Ukrainian film shows ‘deep history’ of Holocaust massacre

FILE PHOTO: People place flowers during a ceremony at a monument commemorating the victims of Babyn Yar in Kiev
FILE PHOTO: People place flowers during a ceremony at a monument commemorating the victims of Babyn Yar (Babiy Yar), one of the biggest single massacres of Jews during the Nazi Holocaust, in Kiev, Ukraine September 29, 2019. REUTERS/Gleb Garanich

July 12, 2021

CANNES, France (Reuters) – Archive footage and photographs preserve memories of one of the biggest single massacres of Jews during the Nazi Holocaust in a documentary premiered by Ukrainian director Sergei Loznitsa on Monday.

“Babi Yar.
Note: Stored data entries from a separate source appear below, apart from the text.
//! Deterministic classification of registered member names.

use std::sync::LazyLock;

use regex::Regex;

use crate::core::types::{CaseFlags, Classification, Role};

/// Case-name grammar: an optional `Focus` or `Skip` token, an optional `Long`
/// token, then the literal `Test` followed by any (possibly empty) suffix.
static CASE_GRAMMAR: LazyLock<Regex> =
    LazyLock::new(|| Regex::new(r"^(Focus|Skip)?(Long)?Test").expect("case grammar regex"));

/// Classify a member name into its role.
///
/// - `Setup` / `Teardown` match exactly (case-sensitive).
/// - Names matching the case grammar become [`Role::Case`] with the modifier
///   flags derived from the consumed prefixes.
/// - Everything else is [`Role::Ignored`].
pub fn classify(name: &'static str) -> Classification {
    let role = match name {
        "Setup" => Role::Setup,
        "Teardown" => Role::Teardown,
        _ => match CASE_GRAMMAR.captures(name) {
            Some(captures) => {
                let selector = captures.get(1).map(|m| m.as_str());
                Role::Case(CaseFlags {
                    focus: selector == Some("Focus"),
                    skip: selector == Some("Skip"),
                    long: captures.get(2).is_some(),
                })
            }
            None => Role::Ignored,
        },
    };
    Classification { name, role }
}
Context”, unveiled at the Cannes Film Festival, tells the story of the mass killing that marked the start of the Holocaust in occupied Soviet Ukraine, as well as surrounding events.

“It is a deep history and we have to know our history, and films must provoke interest in our history,” Loznitsa said at the launch.

Nazi German forces shot dead an estimated 34,000 Jewish men, women and children on Sept. 29-30, 1941, in a large ravine known both as Babi Yar and Babyn Yar, on the edge of Kyiv.

The 56-year-old director said he grew up in the city, not far from the site, and found traces of the past as he wandered around as a child.

“I remember the stones which they left … when they destroyed the Jewish cemetery. The stones were in the bushes,” he said. “I asked myself what happened here, what is it?”

But the adults around him were not forthcoming. “They would say, when you will grow up you will know.”

“Babi Yar. Context’ is Loznitsa’s seventh film at the Cannes festival. In 2012, his movie “In the Fog” competed for the Palme d’Or.

In May, Ukraine unveiled a synagogue built of wood and designed to unfold like a pop-up book at a site commemorating the victims of the massacre.